Wajah Bopeng di Tengah Gemerlap Piala Dunia

Senin, 30 Juni 2014 - 11:46 WIB
Wajah Bopeng di Tengah...
Wajah Bopeng di Tengah Gemerlap Piala Dunia
A A A
SAO PAULO - Pemuda itu hanya berdiri di dekat pintu metro dan melihat penumpang turun naik. Setelah kereta bergerak dan memastikan keadaan aman, dia baru bergerak. Yang ditawarkannya adalah permen.

Sistem yang digunakannya sama seperti penjaja di Tanah Air. Dia menaruh manisan di setiap kursi yang tersedia. Sang pemuda baru menagih uang jika para pengguna alat transportasi mengambilnya. Namun, karena gerbong metro Sao Paulo terpisahkan satu antara lainnya, area operasinya jadi terbatas.

Gaya berpakaiannya tidak berbeda dari orang kebanyakan. Sebuah strategi yang diterapkan demi mengelabui petugas keamanan. Sebab dilarang berjualan di Metro. Tapi, dengan mengenakan busana normal dan membeli satu karcis senilai tiga Real (sekitar Rp15.000), dia dapat beroperasi seharian.

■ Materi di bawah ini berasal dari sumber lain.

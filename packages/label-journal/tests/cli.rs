//! Integration test: the `labext-journal` maintenance binary.
//!
//! Runs the binary built by Cargo as a subprocess against scratch journals.

use std::fs;
use std::path::{Path, PathBuf};
use std::process::{Command, Output};

use tempfile::TempDir;

fn bin() -> PathBuf {
    PathBuf::from(env!("CARGO_BIN_EXE_labext-journal"))
}

fn run(journal: &Path, args: &[&str]) -> Output {
    Command::new(bin())
        .arg(journal)
        .args(args)
        .env("RUST_LOG", "off")
        .output()
        .unwrap()
}

#[test]
fn compact_on_missing_journal_fails_without_creating_it() {
    let dir = TempDir::new().unwrap();
    let journal = dir.path().join("typo.tsv");

    let output = run(&journal, &["compact", "--force"]);
    assert!(!output.status.success());
    assert!(String::from_utf8_lossy(&output.stderr).contains("no journal at"));
    assert!(!journal.exists());
}

#[test]
fn compact_rewrites_existing_journal() {
    let dir = TempDir::new().unwrap();
    let journal = dir.path().join("labels.tsv");
    fs::write(&journal, "b\tY\na\tX\na\tZ\n").unwrap();

    let output = run(&journal, &["compact"]);
    assert!(output.status.success());
    assert_eq!(fs::read_to_string(&journal).unwrap(), "a\tZ\nb\tY\n");
}

#[test]
fn inspection_commands_leave_file_untouched() {
    let dir = TempDir::new().unwrap();
    let journal = dir.path().join("labels.tsv");
    let contents = "a\tX\na\tZ\nb\tY\nc\tpar";
    fs::write(&journal, contents).unwrap();

    let stats = run(&journal, &["stats"]);
    assert!(stats.status.success());
    let report: serde_json::Value = serde_json::from_slice(&stats.stdout).unwrap();
    assert_eq!(report["labels"], 2);
    assert_eq!(report["stats"]["truncated_tail"], true);

    let get = run(&journal, &["get", "a"]);
    assert_eq!(String::from_utf8_lossy(&get.stdout), "Z\n");
    assert!(!run(&journal, &["get", "c"]).status.success());

    assert_eq!(fs::read_to_string(&journal).unwrap(), contents);
}
//! Append handle for the journal.
//!
//! One writer per journal: the owning store is the only code that appends.

use std::fs::{File, OpenOptions};
use std::io::Write;
use std::path::{Path, PathBuf};

use crate::error::Result;
use crate::journal::codec::encode_record;
use crate::store::Durability;

pub struct JournalWriter {
    path: PathBuf,
    file: File,
    durability: Durability,
    records_appended: u64,
}

impl JournalWriter {
    /// Open `path` for appending, creating it if missing.
    pub fn open(path: impl AsRef<Path>, durability: Durability) -> Result<Self> {
        let path = path.as_ref().to_path_buf();
        let file = OpenOptions::new().create(true).append(true).open(&path)?;
        Ok(Self {
            path,
            file,
            durability,
            records_appended: 0,
        })
    }

    /// Append one record and make it durable before returning.
    ///
    /// The whole line goes out in a single write so a crash can only ever
    /// leave a torn tail, never an interleaved record.
    pub fn append(&mut self, example_id: &str, field: &str) -> Result<()> {
        let mut line = encode_record(example_id, field);
        line.push('\n');
        self.file.write_all(line.as_bytes())?;
        self.sync()?;
        self.records_appended += 1;
        Ok(())
    }

    /// Terminate an unterminated last line so the next record starts fresh.
    pub fn terminate_line(&mut self) -> Result<()> {
        self.file.write_all(b"\n")?;
        self.sync()
    }

    fn sync(&mut self) -> Result<()> {
        self.file.flush()?;
        if self.durability == Durability::Sync {
            self.file.sync_data()?;
        }
        Ok(())
    }

    pub fn path(&self) -> &Path {
        &self.path
    }

    /// Records appended through this handle.
    pub fn records_appended(&self) -> u64 {
        self.records_appended
    }
}

/// Cut the journal back to its well-formed prefix.
pub fn truncate_to(path: impl AsRef<Path>, len: u64) -> Result<()> {
    let file = OpenOptions::new().write(true).open(path.as_ref())?;
    file.set_len(len)?;
    file.sync_all()?;
    Ok(())
}

// -- Tests --------------------------------------------------------------------
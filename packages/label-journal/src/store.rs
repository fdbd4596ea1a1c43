//! LabelStore - the in-memory label map backed by the journal
//!
//! `open()` replays the journal, compacts it when the duplication ratio is
//! too high, and keeps an append handle. Every mutation is appended (and
//! flushed) before the in-memory map changes, so memory never runs ahead of
//! disk.
//!
//! # Usage
//!
//! ```no_run
//! use labext_journal::{LabelStore, RawCodec};
//!
//! let mut store = LabelStore::open("labels.tsv", RawCodec).unwrap();
//! store
//!     .apply_changes(vec![
//!         ("a".to_string(), Some("X".to_string())),
//!         ("b".to_string(), Some("Y".to_string())),
//!         ("a".to_string(), None),
//!     ])
//!     .unwrap();
//! assert_eq!(store.count(), 1);
//! ```

use std::path::{Path, PathBuf};

use serde::{Deserialize, Serialize};

use crate::error::{JournalError, Result};
use crate::journal::compaction::{self, CompactionResult, DEFAULT_DUPLICATION_RATIO};
use crate::journal::replay::{self, CompactionStats, ReplayOptions};
use crate::journal::writer::{self, JournalWriter};
use crate::journal::LabelMap;
use crate::label::{serialize_checked, LabelCodec};

/// How far each append is pushed before the call returns.
#[derive(Debug, Clone, Copy, Default, PartialEq, Eq, Serialize, Deserialize)]
#[serde(rename_all = "lowercase")]
pub enum Durability {
    /// Flush to the OS after every record.
    Flush,
    /// Flush and `sync_data` after every record.
    #[default]
    Sync,
}

/// Store configuration.
#[derive(Debug, Clone, PartialEq, Serialize, Deserialize)]
#[serde(default)]
pub struct StoreConfig {
    /// Compact on open when `duplicate_writes / distinct_keys` exceeds this.
    pub duplication_ratio: f64,
    /// Run the compaction policy at open time.
    pub compact_on_open: bool,
    pub durability: Durability,
    /// Drop an unterminated last record (a crash mid-append) instead of
    /// replaying it.
    pub tolerate_torn_tail: bool,
}

impl Default for StoreConfig {
    fn default() -> Self {
        Self {
            duplication_ratio: DEFAULT_DUPLICATION_RATIO,
            compact_on_open: true,
            durability: Durability::Sync,
            tolerate_torn_tail: true,
        }
    }
}

impl StoreConfig {
    /// Read a JSON config file. Missing fields take their defaults.
    pub fn read_from(path: impl AsRef<Path>) -> Result<Self> {
        let contents = std::fs::read_to_string(path.as_ref())?;
        let config: Self = serde_json::from_str(&contents)?;
        config.validate()?;
        Ok(config)
    }

    pub fn validate(&self) -> Result<()> {
        if !self.duplication_ratio.is_finite() || self.duplication_ratio < 0.0 {
            return Err(JournalError::InvalidConfig(format!(
                "duplication_ratio must be a non-negative number, got {}",
                self.duplication_ratio
            )));
        }
        Ok(())
    }

    fn replay_options(&self) -> ReplayOptions {
        ReplayOptions {
            tolerate_torn_tail: self.tolerate_torn_tail,
        }
    }
}

/// Persistent example -> label map.
///
/// Exclusively owns its journal for its whole lifetime. There is no close:
/// every write is already durable when the call that made it returns.
pub struct LabelStore<C: LabelCodec> {
    path: PathBuf,
    codec: C,
    config: StoreConfig,
    labels: LabelMap<C::Label>,
    stats: CompactionStats,
    /// `None` once a reopen after compaction failed; writes are refused.
    journal: Option<JournalWriter>,
}

impl<C: LabelCodec> LabelStore<C> {
    pub fn open(path: impl AsRef<Path>, codec: C) -> Result<Self> {
        Self::open_with_config(path, codec, StoreConfig::default())
    }

    pub fn open_with_config(path: impl AsRef<Path>, codec: C, config: StoreConfig) -> Result<Self> {
        config.validate()?;
        let path = path.as_ref().to_path_buf();

        compaction::recover_interrupted(&path)?;

        tracing::debug!(path = %path.display(), "loading label journal");
        let replay = replay::replay_with(&path, &codec, config.replay_options())?;

        let compact = replay.existed
            && config.compact_on_open
            && compaction::should_compact(&replay.stats, config.duplication_ratio);

        if compact {
            tracing::debug!(
                duplicates = replay.stats.duplicate_writes,
                distinct = replay.stats.distinct_keys,
                "compacting journal with many duplicate writes"
            );
            compaction::compact(&path, &replay.labels, &codec)?;
        } else if replay.stats.truncated_tail {
            tracing::warn!(
                path = %path.display(),
                valid_len = replay.valid_len,
                "truncating journal to its last well-formed record"
            );
            writer::truncate_to(&path, replay.valid_len)?;
        }

        let mut journal = JournalWriter::open(&path, config.durability)?;
        if !compact && replay.needs_newline {
            journal.terminate_line()?;
        }

        tracing::debug!(labels = replay.labels.len(), "finished loading label journal");

        Ok(Self {
            path,
            codec,
            config,
            labels: replay.labels,
            stats: replay.stats,
            journal: Some(journal),
        })
    }

    // -- Read Operations ------------------------------------------------------

    /// Label of `example_id`; `KeyNotFound` if it is unlabeled.
    pub fn get(&self, example_id: &str) -> Result<&C::Label> {
        self.labels
            .get(example_id)
            .ok_or_else(|| JournalError::KeyNotFound(example_id.to_string()))
    }

    pub fn has(&self, example_id: &str) -> bool {
        self.labels.contains_key(example_id)
    }

    /// Number of currently labeled examples.
    pub fn count(&self) -> usize {
        self.labels.len()
    }

    /// Labeled examples in id order.
    pub fn iter(&self) -> impl Iterator<Item = (&str, &C::Label)> {
        self.labels.iter().map(|(id, label)| (id.as_str(), label))
    }

    pub fn labels(&self) -> &LabelMap<C::Label> {
        &self.labels
    }

    /// Statistics gathered when the journal was replayed at open.
    pub fn stats(&self) -> &CompactionStats {
        &self.stats
    }

    pub fn path(&self) -> &Path {
        &self.path
    }

    pub fn codec(&self) -> &C {
        &self.codec
    }

    pub fn config(&self) -> &StoreConfig {
        &self.config
    }

    // -- Write Operations -----------------------------------------------------

    /// Apply changes in order. `None` deletes (absent ids are fine), `Some`
    /// upserts.
    ///
    /// Each change is appended and flushed before the next one starts. There
    /// is no rollback: if change `k` fails, changes `0..k` are already durable
    /// and the error is returned.
    pub fn apply_changes<I, S>(&mut self, changes: I) -> Result<()>
    where
        I: IntoIterator<Item = (S, Option<C::Label>)>,
        S: Into<String>,
    {
        let journal = self.journal.as_mut().ok_or(JournalError::JournalClosed)?;
        for (example_id, label) in changes {
            let example_id = example_id.into();
            match label {
                None => {
                    journal.append(&example_id, "")?;
                    self.labels.remove(&example_id);
                }
                Some(label) => {
                    let raw = serialize_checked(&self.codec, &example_id, &label)?;
                    journal.append(&example_id, &raw)?;
                    self.labels.insert(example_id, label);
                }
            }
        }
        Ok(())
    }

    pub fn put(&mut self, example_id: impl Into<String>, label: C::Label) -> Result<()> {
        self.apply_changes([(example_id.into(), Some(label))])
    }

    pub fn delete(&mut self, example_id: impl Into<String>) -> Result<()> {
        self.apply_changes([(example_id.into(), None)])
    }

    /// Rewrite the journal down to one record per label, now.
    pub fn compact(&mut self) -> Result<CompactionResult> {
        let result = compaction::compact(&self.path, &self.labels, &self.codec)?;
        self.reopen_journal()?;
        Ok(result)
    }

    /// Swap in a fresh append handle. The old one points at a replaced file,
    /// so it is dropped first: if the reopen fails, writes fail too.
    fn reopen_journal(&mut self) -> Result<()> {
        self.journal = None;
        self.journal = Some(JournalWriter::open(&self.path, self.config.durability)?);
        Ok(())
    }
}

// -- Tests --------------------------------------------------------------------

Pemandangan ini merupakan gambaran betapa penduduk Sao Paulo sama seperti kota-kota lainnya di seluruh penjuru dunia. Disparitas ekonomi tidak terhindarkan. Di Pantai Copacabana, Rio de Janeiro, KORAN SINDO melihat seorang pemulung mengambil puntung rokok yang masih panjang untuk kemudian dihisapnya. Gemerlap penyelenggaraan Piala Dunia 2014 tidak mampu menutup hal itu.

Mereka harus melakukan berbagai cara agar bertahan hidup. Baik lewat cara benar atau melawan norma sosial. Termasuk aparat keamanan. Tidak heran jika tingkat kejahatan Brasil terbilang tinggi. "Banyak polisi korupsi mengingat mereka juga tinggal di favela (kawasan kumuh). Ada konflik dalam diri mereka saat bekerja," kata Romo Nicolau Baker, yang sudah tinggal di Brasil sejak 1958 dan sempat aktif di komite independen gerakan keamanan masyarakat.

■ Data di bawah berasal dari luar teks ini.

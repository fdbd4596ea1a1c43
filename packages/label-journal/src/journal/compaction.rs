//! Journal compaction.
//!
//! Rewrites the journal so it holds exactly one record per live label:
//! 1. write every entry to `<path>.tmp` and fsync it
//! 2. rename `<path>` -> `<path>.backup`
//! 3. rename `<path>.tmp` -> `<path>`
//! 4. remove `<path>.backup`
//!
//! A crash between any two steps leaves at least one complete copy on disk;
//! `recover_interrupted()` puts things back in order on the next open.

use std::ffi::OsString;
use std::fs::{self, File};
use std::io::{BufWriter, Write};
use std::path::{Path, PathBuf};
use std::time::Instant;

use crate::error::Result;
use crate::journal::codec::write_record;
use crate::journal::replay::CompactionStats;
use crate::journal::LabelMap;
use crate::label::{serialize_checked, LabelCodec};

/// Compact when more than this share of replayed writes were superseded.
pub const DEFAULT_DUPLICATION_RATIO: f64 = 0.2;

// ── Policy ──────────────────────────────────────────────────────────

/// Open-time compaction policy.
///
/// True for an empty journal, or when `duplicate_writes / distinct_keys`
/// exceeds `ratio`.
pub fn should_compact(stats: &CompactionStats, ratio: f64) -> bool {
    stats.distinct_keys == 0 || stats.duplication_ratio() > ratio
}

// ── Paths ───────────────────────────────────────────────────────────

fn with_suffix(path: &Path, suffix: &str) -> PathBuf {
    let mut name = OsString::from(path.as_os_str());
    name.push(suffix);
    PathBuf::from(name)
}

pub fn tmp_path(path: &Path) -> PathBuf {
    with_suffix(path, ".tmp")
}

pub fn backup_path(path: &Path) -> PathBuf {
    with_suffix(path, ".backup")
}

// ── Compact ─────────────────────────────────────────────────────────

/// Result of a compaction run.
#[derive(Debug, Clone, PartialEq, Eq)]
pub struct CompactionResult {
    /// Records in the rewritten journal
    pub records_written: usize,
    /// Size of the rewritten journal
    pub bytes_written: u64,
    /// Compaction duration in milliseconds
    pub duration_ms: u64,
}

/// Replace the journal at `path` with one record per entry of `labels`.
///
/// Entries are written in key order, so compacting the same map twice
/// produces byte-identical files.
pub fn compact<C: LabelCodec>(
    path: impl AsRef<Path>,
    labels: &LabelMap<C::Label>,
    codec: &C,
) -> Result<CompactionResult> {
    let path = path.as_ref();
    let start = Instant::now();
    let tmp = tmp_path(path);
    let backup = backup_path(path);

    // Serialize everything up front so a codec error never leaves a tmp file.
    let mut records = Vec::with_capacity(labels.len());
    for (id, label) in labels {
        records.push((id.as_str(), serialize_checked(codec, id, label)?));
    }

    let mut writer = BufWriter::new(File::create(&tmp)?);
    for (id, raw) in &records {
        write_record(&mut writer, id, raw)?;
    }
    let file = writer.into_inner().map_err(|e| e.into_error())?;
    file.sync_all()?;
    let bytes_written = file.metadata()?.len();
    drop(file);

    let had_original = path.exists();
    if had_original {
        fs::rename(path, &backup)?;
    }
    fs::rename(&tmp, path)?;
    sync_parent(path)?;
    if had_original {
        fs::remove_file(&backup)?;
    }

    let result = CompactionResult {
        records_written: records.len(),
        bytes_written,
        duration_ms: start.elapsed().as_millis() as u64,
    };
    tracing::debug!(
        path = %path.display(),
        records = result.records_written,
        bytes = result.bytes_written,
        "journal compacted"
    );
    Ok(result)
}

#[cfg(unix)]
fn sync_parent(path: &Path) -> Result<()> {
    if let Some(parent) = path.parent().filter(|p| !p.as_os_str().is_empty()) {
        File::open(parent)?.sync_all()?;
    }
    Ok(())
}

#[cfg(not(unix))]
fn sync_parent(_path: &Path) -> Result<()> {
    Ok(())
}

// ── Recovery ────────────────────────────────────────────────────────

/// What `recover_interrupted()` found and did.
#[derive(Debug, Clone, Copy, PartialEq, Eq)]
pub enum RecoveryAction {
    /// Nothing left over from an earlier compaction.
    Clean,
    /// Crash after step 2: the backup was moved back into place.
    RestoredBackup,
    /// Crash after step 3: the stale backup was removed.
    RemovedBackup,
    /// Crash during step 1: the partial tmp file was removed.
    RemovedTmp,
}

/// Finish or roll back a compaction that was interrupted by a crash.
pub fn recover_interrupted(path: impl AsRef<Path>) -> Result<RecoveryAction> {
    let path = path.as_ref();
    let tmp = tmp_path(path);
    let backup = backup_path(path);
    let mut action = RecoveryAction::Clean;

    if backup.exists() {
        if path.exists() {
            tracing::warn!(backup = %backup.display(), "removing backup left by interrupted compaction");
            fs::remove_file(&backup)?;
            action = RecoveryAction::RemovedBackup;
        } else {
            tracing::warn!(backup = %backup.display(), "restoring journal from compaction backup");
            fs::rename(&backup, path)?;
            action = RecoveryAction::RestoredBackup;
        }
    }

    if tmp.exists() {
        tracing::warn!(tmp = %tmp.display(), "removing partial compaction output");
        fs::remove_file(&tmp)?;
        if action == RecoveryAction::Clean {
            action = RecoveryAction::RemovedTmp;
        }
    }

    Ok(action)
}

// ── Tests ──────────────────────────────────────────────────────────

Jangankan memiliki kediaman di favela, banyak penduduk yang tidak memiliki atap berteduh. Mereka akhirnya tidur di pelataran jalan bermodalkan selimut. Ada pula yang mendirikan tenda di taman depan Teater Municipal. Keberadaan mereka sangat kontras dengan hingar bingar Fan Festival Sao Paulo di Vale do Anhangabau, yang berjarak selemparan batu dari 'pemukiman' ini.

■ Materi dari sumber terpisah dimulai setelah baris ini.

//! Record codec for the journal's delimited text format.
//!
//! Minimal quoting: a field is wrapped in `"` only when it contains the
//! delimiter, a quote, `\r` or `\n`. Inside a quoted field, quotes are
//! doubled. Records end at an unquoted `\n` (a preceding `\r` is dropped),
//! so a quoted field may span several physical lines.

use std::io::{self, Write};

use crate::error::{JournalError, Result};

pub const DELIMITER: u8 = b'\t';
pub const QUOTE: u8 = b'"';

fn needs_quoting(field: &str) -> bool {
    field
        .bytes()
        .any(|b| b == DELIMITER || b == QUOTE || b == b'\r' || b == b'\n')
}

fn push_field(out: &mut String, field: &str) {
    if !needs_quoting(field) {
        out.push_str(field);
        return;
    }
    out.push('"');
    for c in field.chars() {
        if c == '"' {
            out.push('"');
        }
        out.push(c);
    }
    out.push('"');
}

/// Encode one record as a single line, without the terminator.
pub fn encode_record(example_id: &str, field: &str) -> String {
    let mut out = String::with_capacity(example_id.len() + field.len() + 1);
    push_field(&mut out, example_id);
    out.push(DELIMITER as char);
    push_field(&mut out, field);
    out
}

/// Append one newline-terminated record in a single write.
pub fn write_record<W: Write>(writer: &mut W, example_id: &str, field: &str) -> io::Result<()> {
    let mut line = encode_record(example_id, field);
    line.push('\n');
    writer.write_all(line.as_bytes())
}

/// Decode a single line into `(example_id, field)`.
///
/// A trailing `\n` or `\r\n` is accepted. Anything that is not exactly one
/// two-field record fails with `MalformedRecord`.
pub fn decode_record(line: &str) -> Result<(String, String)> {
    let mut reader = RecordReader::new(line);
    let record = reader
        .next()
        .ok_or_else(|| JournalError::malformed(1, "empty line"))?;
    if let Some(extra) = reader.next() {
        return Err(JournalError::malformed(extra.line, "trailing data after record"));
    }
    record.outcome
}

/// One logical record scanned from a journal buffer.
#[derive(Debug)]
pub struct RawRecord {
    /// 1-based physical line the record starts on.
    pub line: usize,
    /// Byte offset just past the record (terminator included).
    pub end: usize,
    /// Whether the record was closed by a newline (false only at EOF).
    pub terminated: bool,
    pub outcome: Result<(String, String)>,
}

#[derive(Debug, Clone, Copy, PartialEq, Eq)]
enum State {
    FieldStart,
    Unquoted,
    Quoted,
    AfterQuote,
}

/// Iterator over the logical records of a journal buffer.
///
/// Scanning never stops at a malformed record: the reader resynchronizes at
/// the next newline so the caller can decide what a bad record means.
pub struct RecordReader<'a> {
    buf: &'a str,
    pos: usize,
    line: usize,
}

impl<'a> RecordReader<'a> {
    pub fn new(buf: &'a str) -> Self {
        Self { buf, pos: 0, line: 1 }
    }

    /// Byte offset of the next unread record.
    pub fn position(&self) -> usize {
        self.pos
    }

    fn scan(&mut self) -> RawRecord {
        let bytes = self.buf.as_bytes();
        let start_line = self.line;
        let mut fields: Vec<Vec<u8>> = Vec::with_capacity(2);
        let mut field: Vec<u8> = Vec::new();
        let mut state = State::FieldStart;
        let mut error: Option<String> = None;
        let mut terminated = false;
        let mut i = self.pos;

        while i < bytes.len() {
            let b = bytes[i];

            // Record terminator, honoured everywhere except inside quotes.
            let newline_len = match b {
                b'\n' => 1,
                b'\r' if bytes.get(i + 1) == Some(&b'\n') => 2,
                _ => 0,
            };
            if newline_len > 0 && state != State::Quoted {
                i += newline_len;
                self.line += 1;
                terminated = true;
                break;
            }

            if error.is_some() {
                // Skip the rest of a bad record.
                i += 1;
                continue;
            }

            match state {
                State::FieldStart => {
                    if b == QUOTE {
                        state = State::Quoted;
                    } else if b == DELIMITER {
                        fields.push(std::mem::take(&mut field));
                    } else {
                        field.push(b);
                        state = State::Unquoted;
                    }
                    i += 1;
                }
                State::Unquoted => {
                    if b == DELIMITER {
                        fields.push(std::mem::take(&mut field));
                        state = State::FieldStart;
                    } else {
                        field.push(b);
                    }
                    i += 1;
                }
                State::Quoted => {
                    if b == QUOTE {
                        if bytes.get(i + 1) == Some(&QUOTE) {
                            field.push(QUOTE);
                            i += 2;
                        } else {
                            state = State::AfterQuote;
                            i += 1;
                        }
                    } else {
                        if b == b'\n' {
                            self.line += 1;
                        }
                        field.push(b);
                        i += 1;
                    }
                }
                State::AfterQuote => {
                    if b == DELIMITER {
                        fields.push(std::mem::take(&mut field));
                        state = State::FieldStart;
                    } else {
                        error = Some(format!(
                            "unexpected character {:?} after closing quote",
                            b as char
                        ));
                    }
                    i += 1;
                }
            }
        }

        if error.is_none() && state == State::Quoted {
            error = Some("unterminated quoted field".to_string());
        }
        fields.push(field);
        self.pos = i;

        let outcome = match error {
            Some(reason) => Err(JournalError::malformed(start_line, reason)),
            None => into_pair(fields, start_line),
        };

        RawRecord {
            line: start_line,
            end: i,
            terminated,
            outcome,
        }
    }
}

fn into_pair(fields: Vec<Vec<u8>>, line: usize) -> Result<(String, String)> {
    if fields.len() != 2 {
        return Err(JournalError::malformed(
            line,
            format!("expected 2 fields, found {}", fields.len()),
        ));
    }
    let mut decoded = fields.into_iter().map(|bytes| {
        String::from_utf8(bytes).map_err(|_| JournalError::malformed(line, "invalid UTF-8"))
    });
    match (decoded.next(), decoded.next()) {
        (Some(id), Some(value)) => Ok((id?, value?)),
        _ => Err(JournalError::malformed(line, "expected 2 fields")),
    }
}

impl Iterator for RecordReader<'_> {
    type Item = RawRecord;

    fn next(&mut self) -> Option<RawRecord> {
        if self.pos >= self.buf.len() {
            return None;
        }
        Some(self.scan())
    }
}

// -- Tests --------------------------------------------------------------------

#[cfg(test)]
mod tests {
    use super::*;
    use proptest::prelude::*;

    #[test]
    fn test_plain_fields_are_not_quoted() {
        assert_eq!(encode_record("img_001", "cat"), "img_001\tcat");
        assert_eq!(encode_record("img_001", ""), "img_001\t");
    }

    #[test]
    fn test_special_characters_are_quoted() {
        assert_eq!(encode_record("a\tb", "x"), "\"a\tb\"\tx");
        assert_eq!(encode_record("id", "say \"hi\""), "id\t\"say \"\"hi\"\"\"");
        assert_eq!(encode_record("id", "two\nlines"), "id\t\"two\nlines\"");
    }

    #[test]
    fn test_decode_plain_and_tombstone() {
        assert_eq!(
            decode_record("img_001\tcat").unwrap(),
            ("img_001".to_string(), "cat".to_string())
        );
        assert_eq!(
            decode_record("img_001\t\n").unwrap(),
            ("img_001".to_string(), String::new())
        );
        assert_eq!(
            decode_record("img_001\tcat\r\n").unwrap(),
            ("img_001".to_string(), "cat".to_string())
        );
    }

    #[test]
    fn test_decode_wrong_field_count() {
        for line in ["only-one-field", "a\tb\tc", ""] {
            let err = decode_record(line).unwrap_err();
            assert!(
                matches!(err, JournalError::MalformedRecord { .. }),
                "line {:?} gave {:?}",
                line,
                err
            );
        }
    }

    #[test]
    fn test_decode_rejects_bad_quoting() {
        assert!(decode_record("\"open\tx").is_err());
        assert!(decode_record("\"closed\"junk\tx").is_err());
    }

    #[test]
    fn test_decode_rejects_two_records() {
        assert!(decode_record("a\tx\nb\ty\n").is_err());
    }

    #[test]
    fn test_reader_tracks_lines_and_offsets() {
        let buf = "a\tX\n\"multi\nline\"\tY\nb\tZ";
        let records: Vec<RawRecord> = RecordReader::new(buf).collect();
        assert_eq!(records.len(), 3);

        assert_eq!(records[0].line, 1);
        assert_eq!(records[0].end, 4);
        assert!(records[0].terminated);

        assert_eq!(records[1].line, 2);
        let (id, value) = records[1].outcome.as_ref().unwrap();
        assert_eq!(id, "multi\nline");
        assert_eq!(value, "Y");

        assert_eq!(records[2].line, 4);
        assert_eq!(records[2].end, buf.len());
        assert!(!records[2].terminated);
    }

    #[test]
    fn test_reader_resyncs_after_malformed_record() {
        let buf = "bad\nok\tX\n";
        let records: Vec<RawRecord> = RecordReader::new(buf).collect();
        assert_eq!(records.len(), 2);
        assert!(records[0].outcome.is_err());
        assert_eq!(records[1].outcome.as_ref().unwrap().1, "X");
    }

    #[test]
    fn test_write_record_appends_newline() {
        let mut out = Vec::new();
        write_record(&mut out, "a", "Z").unwrap();
        write_record(&mut out, "b", "").unwrap();
        assert_eq!(out, b"a\tZ\nb\t\n");
    }

    proptest! {
        #[test]
        fn prop_encode_decode_roundtrip(id in "\\PC*", value in "\\PC*") {
            let line = encode_record(&id, &value);
            let (got_id, got_value) = decode_record(&line).unwrap();
            prop_assert_eq!(got_id, id);
            prop_assert_eq!(got_value, value);
        }

        #[test]
        fn prop_roundtrip_with_control_characters(
            id in "[a-z\t\"\r\n]{0,12}",
            value in "[a-z\t\"\r\n]{0,12}",
        ) {
            let mut buf = Vec::new();
            write_record(&mut buf, &id, &value).unwrap();
            let text = String::from_utf8(buf).unwrap();
            let records: Vec<RawRecord> = RecordReader::new(&text).collect();
            prop_assert_eq!(records.len(), 1);
            let (got_id, got_value) = records[0].outcome.as_ref().unwrap();
            prop_assert_eq!(got_id, &id);
            prop_assert_eq!(got_value, &value);
        }
    }
}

'Kemewahan' Piala Dunia dan kemiskinan hanya terpisahkan tembok pembatas. Pengunjung Fan Festival mudah mengeluarkan 10 Real (sekitar Rp50.000) demi mengganjal perut. Sedangkan barangkali uang bernilai sama bisa membantu kaum tidak mampu untuk melewati hari. Piala Dunia yang rencananya digunakan sebagai momentum perbaikan ekonomi Brazil pun hampir pasti tidak mereka rasakan. Hanya segelintir saja yang dapat menikmatinya.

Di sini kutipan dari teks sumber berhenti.